WHAT YOU WILL DO:
Look through the data that follows and copy each line with the string "false".

#####

use std::path::{Path, PathBuf};

use async_trait::async_trait;
use serde_json::Value as JsonValue;
use tokio::fs;
use tokio::sync::Mutex;
use tracing::debug;

use crate::error::{AppResult, StorageError};
use crate::storage::KeyValueStore;

/// 文件存储：目录下每个 key 一个 JSON 文件
///
/// 写入先落到临时文件再改名，同一个存储上的写入依次进行，
/// 临时文件不会被两个写入者同时截断。
pub struct JsonFileStore {
    dir: PathBuf,
    write_lock: Mutex<()>,
}

impl JsonFileStore {
    pub async fn open(dir: impl AsRef<Path>) -> AppResult<Self> {
        let dir = dir.as_ref().to_path_buf();
        fs::create_dir_all(&dir)
            .await
            .map_err(|e| StorageError::WriteFailed {
                key: dir.display().to_string(),
                message: e.to_string(),
            })?;
        Ok(Self {
            dir,
            write_lock: Mutex::new(()),
        })
    }

    fn path_for(&self, key: &str) -> PathBuf {
        let file_name: String = key
            .chars()
            .map(|c| if c.is_ascii_alphanumeric() || c == '-' || c == '_' { c } else { '_' })
            .collect();
        self.dir.join(format!("{}.json", file_name))
    }
}

#[async_trait]
impl KeyValueStore for JsonFileStore {
    async fn get(&self, key: &str) -> AppResult<Option<JsonValue>> {
        let path = self.path_for(key);
        let content = match fs::read_to_string(&path).await {
            Ok(content) => content,
            Err(e) if e.kind() == std::io::ErrorKind::NotFound => return Ok(None),
            Err(e) => {
                return Err(StorageError::ReadFailed {
                    key: key.to_string(),
                    message: e.to_string(),
                }
                .into())
            }
        };
        let value = serde_json::from_str(&content).map_err(|e| StorageError::Corrupted {
            key: key.to_string(),
            message: e.to_string(),
        })?;
        Ok(Some(value))
    }

    async fn set(&self, key: &str, value: JsonValue) -> AppResult<()> {
        let path = self.path_for(key);
        let tmp = path.with_extension("json.tmp");
        let body = serde_json::to_vec_pretty(&value).map_err(|e| StorageError::WriteFailed {
            key: key.to_string(),
            message: e.to_string(),
        })?;

        let write_failed = |e: std::io::Error| StorageError::WriteFailed {
            key: key.to_string(),
            message: e.to_string(),
        };
        let _write = self.write_lock.lock().await;
        fs::write(&tmp, body).await.map_err(write_failed)?;
        fs::rename(&tmp, &path).await.map_err(write_failed)?;

        debug!("已写入 {}", path.display());
        Ok(())
    }

    async fn remove(&self, key: &str) -> AppResult<()> {
        let _write = self.write_lock.lock().await;
        match fs::remove_file(self.path_for(key)).await {
            Ok(()) => Ok(()),
            Err(e) if e.kind() == std::io::ErrorKind::NotFound => Ok(()),
            Err(e) => Err(StorageError::WriteFailed {
                key: key.to_string(),
                message: e.to_string(),
            }
            .into()),
        }
    }
}
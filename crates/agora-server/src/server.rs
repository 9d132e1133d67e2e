use std::sync::Arc;
use std::time::Instant;

use axum::extract::ws::WebSocketUpgrade;
use axum::extract::{Query, State};
use axum::response::{IntoResponse, Json};
use axum::routing::get;
use axum::Router;
use serde::{Deserialize, Serialize};
use tokio::sync::oneshot;
use tower_http::cors::CorsLayer;
use tower_http::trace::TraceLayer;

use agora_core::UserId;

use crate::health::{self, HealthResponse};
use crate::hub::Hub;
use crate::session::run_session;

/// Listen address.
#[derive(Clone, Debug)]
pub struct ServerConfig {
    pub host: String,
    pub port: u16,
}

impl Default for ServerConfig {
    fn default() -> Self {
        Self {
            host: "0.0.0.0".into(),
            port: 8000,
        }
    }
}

/// Shared application state passed to Axum handlers.
#[derive(Clone)]
pub struct AppState {
    pub hub: Arc<Hub>,
    pub started_at: Instant,
}

impl AppState {
    pub fn new(hub: Arc<Hub>) -> Self {
        Self {
            hub,
            started_at: Instant::now(),
        }
    }
}

#[derive(Debug, Deserialize)]
pub struct WsConnectQuery {
    pub token: Option<String>,
}

#[derive(Debug, Serialize)]
pub struct OnlineUsersResponse {
    pub online_users: Vec<UserId>,
}

/// Build the Axum router with all routes.
pub fn build_router(state: AppState) -> Router {
    Router::new()
        .route("/api/ws/connect", get(ws_handler))
        .route("/api/ws/online-users", get(online_users_handler))
        .route("/health", get(health_handler))
        .with_state(state)
        .layer(TraceLayer::new_for_http())
        .layer(CorsLayer::permissive())
}

/// Bind and serve. Returns once the listener is up.
pub async fn start(config: ServerConfig, hub: Arc<Hub>) -> Result<ServerHandle, std::io::Error> {
    let router = build_router(AppState::new(hub));
    let addr = format!("{}:{}", config.host, config.port);
    let listener = tokio::net::TcpListener::bind(&addr).await?;
    let local_addr = listener.local_addr()?;

    tracing::info!(host = %config.host, port = local_addr.port(), "agora server started");

    let (shutdown_tx, shutdown_rx) = oneshot::channel::<()>();
    let server = tokio::spawn(async move {
        let result = axum::serve(listener, router)
            .with_graceful_shutdown(async {
                // A dropped handle is not a shutdown request.
                if shutdown_rx.await.is_err() {
                    std::future::pending::<()>().await;
                }
            })
            .await;
        if let Err(e) = result {
            tracing::error!(error = %e, "server stopped with error");
        }
    });

    Ok(ServerHandle {
        port: local_addr.port(),
        shutdown: Some(shutdown_tx),
        server,
    })
}

/// Handle returned by `start()`. Dropping it leaves the server running.
pub struct ServerHandle {
    pub port: u16,
    shutdown: Option<oneshot::Sender<()>>,
    server: tokio::task::JoinHandle<()>,
}

impl ServerHandle {
    /// Stop accepting connections and wait for the serve task to finish.
    /// Open sockets are not force-closed.
    pub async fn shutdown(mut self) {
        if let Some(tx) = self.shutdown.take() {
            let _ = tx.send(());
        }
        let _ = self.server.await;
    }
}

/// WebSocket upgrade. Authentication happens after the upgrade so a
/// rejected token can be reported with a close code.
async fn ws_handler(
    ws: WebSocketUpgrade,
    Query(params): Query<WsConnectQuery>,
    State(state): State<AppState>,
) -> impl IntoResponse {
    ws.on_upgrade(move |socket| run_session(socket, state.hub, params.token))
}

async fn online_users_handler(State(state): State<AppState>) -> Json<OnlineUsersResponse> {
    Json(OnlineUsersResponse {
        online_users: state.hub.list_online(),
    })
}

/// GET /health
async fn health_handler(State(state): State<AppState>) -> Json<HealthResponse> {
    let hub = &state.hub;
    let resp = health::health_check(
        state.started_at,
        hub.registry().connection_count(),
        hub.rooms().room_count(),
        &hub.stats().snapshot(),
    );
    Json(resp)
}
use chrono::Utc;
use rusqlite::OptionalExtension;
use tracing::instrument;

use agora_core::{UserId, UserSummary};

use crate::database::Database;
use crate::error::StoreError;

#[derive(Clone, Debug, PartialEq, Eq)]
pub struct UserRow {
    pub id: UserId,
    pub username: String,
    pub profile_picture: Option<String>,
    pub created_at: String,
}

impl UserRow {
    pub fn summary(&self) -> UserSummary {
        UserSummary {
            id: self.id.clone(),
            username: self.username.clone(),
            profile_picture: self.profile_picture.clone(),
        }
    }
}

pub struct UserRepo {
    db: Database,
}

impl UserRepo {
    pub fn new(db: Database) -> Self {
        Self { db }
    }

    #[instrument(skip(self, profile_picture), fields(user_id = %id))]
    pub fn create(
        &self,
        id: &UserId,
        username: &str,
        profile_picture: Option<&str>,
    ) -> Result<UserRow, StoreError> {
        let now = Utc::now().to_rfc3339();
        self.db.with_conn(|conn| {
            let _ = conn.execute(
                "INSERT INTO users (id, username, profile_picture, created_at) VALUES (?1, ?2, ?3, ?4)",
                rusqlite::params![id.as_str(), username, profile_picture, now],
            )?;
            Ok(UserRow {
                id: id.clone(),
                username: username.to_string(),
                profile_picture: profile_picture.map(str::to_string),
                created_at: now,
            })
        })
    }

    pub fn get(&self, id: &UserId) -> Result<UserRow, StoreError> {
        self.db.with_conn(|conn| {
            conn.query_row(
                "SELECT id, username, profile_picture, created_at FROM users WHERE id = ?1",
                [id.as_str()],
                |row| {
                    Ok(UserRow {
                        id: UserId::from_raw(row.get::<_, String>(0)?),
                        username: row.get(1)?,
                        profile_picture: row.get(2)?,
                        created_at: row.get(3)?,
                    })
                },
            )
            .optional()?
            .ok_or_else(|| StoreError::NotFound(format!("user {id}")))
        })
    }

    pub fn exists(&self, id: &UserId) -> Result<bool, StoreError> {
        self.db.with_conn(|conn| {
            Ok(conn
                .query_row("SELECT 1 FROM users WHERE id = ?1", [id.as_str()], |_| Ok(()))
                .optional()?
                .is_some())
        })
    }
}
//! Settings type definitions.
//!
//! Field names are camelCase on disk. Every section is `#[serde(default)]`, so a
//! settings file only needs the keys it changes.

use std::collections::BTreeMap;
use std::path::PathBuf;

use secrecy::{ExposeSecret, SecretString};
use serde::{Deserialize, Deserializer, Serialize, Serializer};

/// Root settings type.
///
/// ```json
/// {
///   "server": { "port": 9000 },
///   "auth": { "jwtSecret": "..." },
///   "logging": { "level": "debug", "modules": { "agora_server": "trace" } }
/// }
/// ```
#[derive(Debug, Default, Serialize, Deserialize)]
#[serde(rename_all = "camelCase", default)]
pub struct AgoraSettings {
    pub server: ServerSettings,
    pub auth: AuthSettings,
    pub store: StoreSettings,
    pub logging: LoggingSettings,
}

impl AgoraSettings {
    /// Reject settings the server cannot start with.
    pub fn validate(&self) -> crate::Result<()> {
        if self.auth.jwt_secret.expose_secret().is_empty() {
            return Err(crate::SettingsError::InvalidValue(
                "auth.jwtSecret must be set (or AGORA_JWT_SECRET)".into(),
            ));
        }
        if self.server.max_send_queue == 0 {
            return Err(crate::SettingsError::InvalidValue(
                "server.maxSendQueue must be at least 1".into(),
            ));
        }
        Ok(())
    }
}

#[derive(Clone, Debug, Serialize, Deserialize)]
#[serde(rename_all = "camelCase", default)]
pub struct ServerSettings {
    /// Bind address.
    pub host: String,
    /// HTTP + WebSocket port. 0 picks an ephemeral port.
    pub port: u16,
    /// Per-connection outbound queue depth. A full queue drops the frame.
    pub max_send_queue: usize,
}

impl Default for ServerSettings {
    fn default() -> Self {
        Self {
            host: "0.0.0.0".to_string(),
            port: 8000,
            max_send_queue: 256,
        }
    }
}

#[derive(Debug, Serialize, Deserialize)]
#[serde(rename_all = "camelCase", default)]
pub struct AuthSettings {
    /// HS256 signing secret shared with the REST layer.
    #[serde(serialize_with = "serialize_secret", deserialize_with = "deserialize_secret")]
    pub jwt_secret: SecretString,
    /// Reject tokens whose subject is not a row in the users table.
    pub require_known_user: bool,
}

impl Default for AuthSettings {
    fn default() -> Self {
        Self {
            jwt_secret: SecretString::from(String::new()),
            require_known_user: false,
        }
    }
}

#[derive(Clone, Debug, Serialize, Deserialize)]
#[serde(rename_all = "camelCase", default)]
pub struct StoreSettings {
    /// SQLite database path. Relative paths resolve under `~/.agora`.
    pub db_path: String,
}

impl Default for StoreSettings {
    fn default() -> Self {
        Self {
            db_path: "agora.db".to_string(),
        }
    }
}

impl StoreSettings {
    pub fn resolved_db_path(&self) -> PathBuf {
        let path = PathBuf::from(&self.db_path);
        if path.is_absolute() {
            path
        } else {
            crate::loader::agora_home().join(path)
        }
    }
}

#[derive(Clone, Debug, Serialize, Deserialize)]
#[serde(rename_all = "camelCase", default)]
pub struct LoggingSettings {
    /// Default level (`trace`..`error`). `RUST_LOG` wins when set.
    pub level: String,
    /// Emit JSON lines instead of human-readable output.
    pub json: bool,
    /// Per-module overrides, e.g. `{"agora_store": "debug"}`.
    pub modules: BTreeMap<String, String>,
}

impl Default for LoggingSettings {
    fn default() -> Self {
        Self {
            level: "info".to_string(),
            json: false,
            modules: BTreeMap::new(),
        }
    }
}

fn serialize_secret<S: Serializer>(secret: &SecretString, s: S) -> Result<S::Ok, S::Error> {
    s.serialize_str(secret.expose_secret())
}

fn deserialize_secret<'de, D: Deserializer<'de>>(d: D) -> Result<SecretString, D::Error> {
    String::deserialize(d).map(SecretString::from)
}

#####

WRITTEN ANSWER:
            require_known_user: false,
            json: false,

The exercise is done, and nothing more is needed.